The effects of a brain injury can be long-lasting and forever change the lives of not only those who suffer the injury but their caretakers as well. Since this devastating injury can impact so many people, it is not surprising that a variety of studies would be conducted in conjunction with the injury.
While people from many backgrounds could experience the injury, veterans are a demographic that continues to grow. Accordingly, they are also the group upon which many studies are conducted. A recent study focused on the parts of the brain that provide contextual information. The subjects of the study were veterans who had suffered a mild traumatic brain injury and weakened connectivity. Data collected in an MRI was analyzed.

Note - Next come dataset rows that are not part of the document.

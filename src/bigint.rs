//! Arbitrary-precision integers and their wire-format truncation.
//!
//! `isu` quantities, prices and production rates overflow 64 bits within a
//! few tens of purchases (`price4^(price1*n+price2)` grows exponentially),
//! so internal accounting uses [`num_bigint::BigInt`] (signed, since
//! intermediate sums in `ComputeStatus` can dip negative before later terms
//! bring them back up) and [`num_bigint::BigUint`] for quantities that are
//! non-negative by construction (catalog power/price, persisted `isu`).

use num_bigint::{BigInt, BigUint};
use num_traits::{Signed, ToPrimitive, Zero};
use serde::Serialize;

/// `mantissa * 10^exponent`, the wire encoding for a big integer.
/// `mantissa` always fits in 15 decimal digits of magnitude, hence in an
/// `i64`. Negative mantissas occur only for the signed milli-isu ledger
/// (see [`to_signed_exp`]) — production/price/count quantities are
/// non-negative by construction and only ever go through [`to_exp`].
/// Serializes as a two-element JSON array, matching `[m, e]` in the spec.
#[derive(Debug, Clone, Copy, PartialEq, Eq, Serialize)]
pub struct Exp(pub i64, pub i32);

const EXP_DIGITS: usize = 15;

/// Truncate a non-negative `x` to its wire representation.
///
/// `to_exp(0) == Exp(0, 0)`. For `x` with at most 15 decimal digits,
/// `to_exp(x) == Exp(x, 0)` exactly. Otherwise the mantissa is the first 15
/// decimal digits of `x` and the exponent is `digits(x) - 15`; this is the
/// only lossy operation in the system and must only be applied at the
/// `GameStatus` serialization boundary.
pub fn to_exp(x: &BigUint) -> Exp {
    if x.is_zero() {
        return Exp(0, 0);
    }

    let digits = x.to_string();
    if digits.len() <= EXP_DIGITS {
        return Exp(x.to_i64().expect("<=15 decimal digits fits in i64"), 0);
    }

    let mantissa: i64 = digits[..EXP_DIGITS]
        .parse()
        .expect("first 15 digits of a decimal string parse as i64");
    let exponent = (digits.len() - EXP_DIGITS) as i32;
    Exp(mantissa, exponent)
}

/// Truncate a signed `x` the same way, preserving sign in the mantissa.
///
/// `milli_isu` is charged for a buy's cost at insertion time regardless of
/// whether that buy's funding add has been folded in yet relative to a
/// given `current_time` — a `GetStatus` taken before the funding add's
/// time can therefore observe a genuinely negative running ledger. The
/// reference implementation's `int2exp` reports that value unclamped
/// rather than hiding it, and this does the same: the magnitude is
/// truncated exactly as [`to_exp`] does, with the sign carried on the
/// mantissa.
pub fn to_signed_exp(x: &BigInt) -> Exp {
    if x.is_zero() {
        return Exp(0, 0);
    }

    let magnitude = x.abs().to_biguint().expect("abs of a BigInt is non-negative");
    let Exp(m, e) = to_exp(&magnitude);
    if x.is_negative() {
        Exp(-m, e)
    } else {
        Exp(m, e)
    }
}

#[cfg(test)]
mod tests {
    use super::*;

    #[test]
    fn zero_is_zero_zero() {
        assert_eq!(to_exp(&BigUint::from(0u32)), Exp(0, 0));
    }

    #[test]
    fn small_values_round_trip_exactly() {
        assert_eq!(to_exp(&BigUint::from(1u32)), Exp(1, 0));
        assert_eq!(to_exp(&BigUint::from(999_999_999_999_999u64)), Exp(999_999_999_999_999, 0));
    }

    #[test]
    fn large_values_truncate_to_15_digit_mantissa() {
        // 16 digits: 1_234_567_890_123_456
        let x = BigUint::from(1_234_567_890_123_456u64);
        let Exp(m, e) = to_exp(&x);
        assert_eq!(e, 1);
        assert_eq!(m, 123_456_789_012_345);

        // m * 10^e <= x < (m+1) * 10^e
        let lo = BigUint::from(m as u64) * BigUint::from(10u32).pow(e as u32);
        let hi = BigUint::from(m as u64 + 1) * BigUint::from(10u32).pow(e as u32);
        assert!(lo <= x);
        assert!(x < hi);
    }

    #[test]
    fn truncation_bounds_hold_for_many_magnitudes() {
        let mut x = BigUint::from(7u32);
        for _ in 0..40 {
            x = &x * BigUint::from(13u32) + BigUint::from(1u32);
            let Exp(m, e) = to_exp(&x);
            let lo = BigUint::from(m as u64) * BigUint::from(10u32).pow(e as u32);
            let hi = BigUint::from(m as u64 + 1) * BigUint::from(10u32).pow(e as u32);
            assert!(lo <= x);
            assert!(x < hi);
        }
    }

    #[test]
    fn signed_zero_is_zero_zero() {
        assert_eq!(to_signed_exp(&BigInt::from(0)), Exp(0, 0));
    }

    #[test]
    fn signed_negative_values_carry_the_sign_on_the_mantissa() {
        assert_eq!(to_signed_exp(&BigInt::from(-1)), Exp(-1, 0));
        assert_eq!(to_signed_exp(&BigInt::from(-1_234_567_890_123_456i64)), Exp(-123_456_789_012_345, 1));
    }

    #[test]
    fn signed_matches_unsigned_for_non_negative_values() {
        let x = BigUint::from(1_234_567_890_123_456u64);
        let Exp(um, ue) = to_exp(&x);
        let Exp(sm, se) = to_signed_exp(&BigInt::from(x));
        assert_eq!((um, ue), (sm, se));
    }
}
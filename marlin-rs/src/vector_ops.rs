//! Vector operations: dot product, norms, normalization, distances.
//!
//! Dot, norm and normalize compute in `f32` through the Level 1 kernels.
//! Distance metrics accumulate in `f64` and return `f64`; that is the one
//! place double precision is used, and it is used for all four metrics.

use crate::error::{require_len, require_nonempty, LinalgError, Result};
use marlinblas::level1;
use marlinmath::vml;

/// Vector norm selector.
#[derive(Debug, Clone, Copy, PartialEq, Eq)]
pub enum NormMethod {
    /// Sum of absolute values.
    L1,
    /// Euclidean length.
    L2,
    /// Maximum absolute value.
    LInf,
}

/// Pairwise distance selector.
#[derive(Debug, Clone, Copy, PartialEq)]
pub enum DistanceMethod {
    /// Sum of absolute differences.
    L1,
    /// Euclidean distance.
    L2,
    /// Generalized distance (sum |a_i - b_i|^p)^(1/p); requires p >= 1.
    Minkowski(f64),
    /// 1 - cos(a, b); undefined when either vector has zero L2 norm.
    Cosine,
}

/// Inner product of two equal-length vectors.
pub fn dot(a: &[f32], b: &[f32]) -> Result<f32> {
    require_nonempty("dot", a.len())?;
    require_len("dot: operand b", a.len(), b.len())?;
    Ok(level1::sdot(a.len(), a, 1, b, 1))
}

/// Norm of a non-empty vector.
///
/// LInf ties resolve to the first occurrence by index.
pub fn norm(x: &[f32], method: NormMethod) -> Result<f32> {
    require_nonempty("norm", x.len())?;
    Ok(match method {
        NormMethod::L1 => level1::sasum(x.len(), x, 1),
        NormMethod::L2 => level1::snrm2(x.len(), x, 1),
        NormMethod::LInf => x[level1::isamax(x.len(), x, 1)].abs(),
    })
}

/// Divide a vector by its norm.
///
/// Fails when the norm is exactly zero; division is undefined there.
pub fn normalize(x: &[f32], method: NormMethod) -> Result<Vec<f32>> {
    let nrm = norm(x, method)?;
    if nrm == 0.0 {
        return Err(LinalgError::ZeroNorm {
            context: "normalize".to_string(),
        });
    }
    let mut out = vec![0.0f32; x.len()];
    vml::vsdivs(x, nrm, &mut out);
    Ok(out)
}

/// Pairwise distance between two equal-length vectors.
pub fn distance(a: &[f32], b: &[f32], method: DistanceMethod) -> Result<f64> {
    require_nonempty("distance", a.len())?;
    require_len("distance: operand b", a.len(), b.len())?;

    match method {
        DistanceMethod::L1 => {
            let mut sum = 0.0f64;
            for (&x, &y) in a.iter().zip(b) {
                sum += (f64::from(x) - f64::from(y)).abs();
            }
            Ok(sum)
        }
        DistanceMethod::L2 => {
            let mut sum = 0.0f64;
            for (&x, &y) in a.iter().zip(b) {
                let diff = f64::from(x) - f64::from(y);
                sum += diff * diff;
            }
            Ok(sum.sqrt())
        }
        DistanceMethod::Minkowski(p) => {
            if p < 1.0 {
                return Err(LinalgError::InvalidExponent { p });
            }
            let mut sum = 0.0f64;
            for (&x, &y) in a.iter().zip(b) {
                sum += (f64::from(x) - f64::from(y)).abs().powf(p);
            }
            Ok(sum.powf(1.0 / p))
        }
        DistanceMethod::Cosine => {
            let mut dot = 0.0f64;
            let mut na = 0.0f64;
            let mut nb = 0.0f64;
            for (&x, &y) in a.iter().zip(b) {
                let (x, y) = (f64::from(x), f64::from(y));
                dot += x * y;
                na += x * x;
                nb += y * y;
            }
            if na == 0.0 || nb == 0.0 {
                return Err(LinalgError::ZeroNorm {
                    context: "cosine distance".to_string(),
                });
            }
            Ok(1.0 - dot / (na.sqrt() * nb.sqrt()))
        }
    }
}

Resting state functional MRI data was collected from 208 individuals who were involved in a traumatic event while participating in Operation Enduring freedom, Operation New Dawn or Operation Iraqi Freedom. The study found that there was a relationship between someone’s weakened brain connectivity and re-experiencing post traumatic stress disorder symptoms.
This is not the first time that brain injuries have been tied to PTSD. The condition can reoccur long after the physical symptoms of the injury have healed. PTSD can be so disruptive to the lives of those involved that they are unable to find a way to make ends meet. When the brain injury prompting the condition is the fault of another, it may be possible to file recover compensation for the damages via a personal injury lawsuit.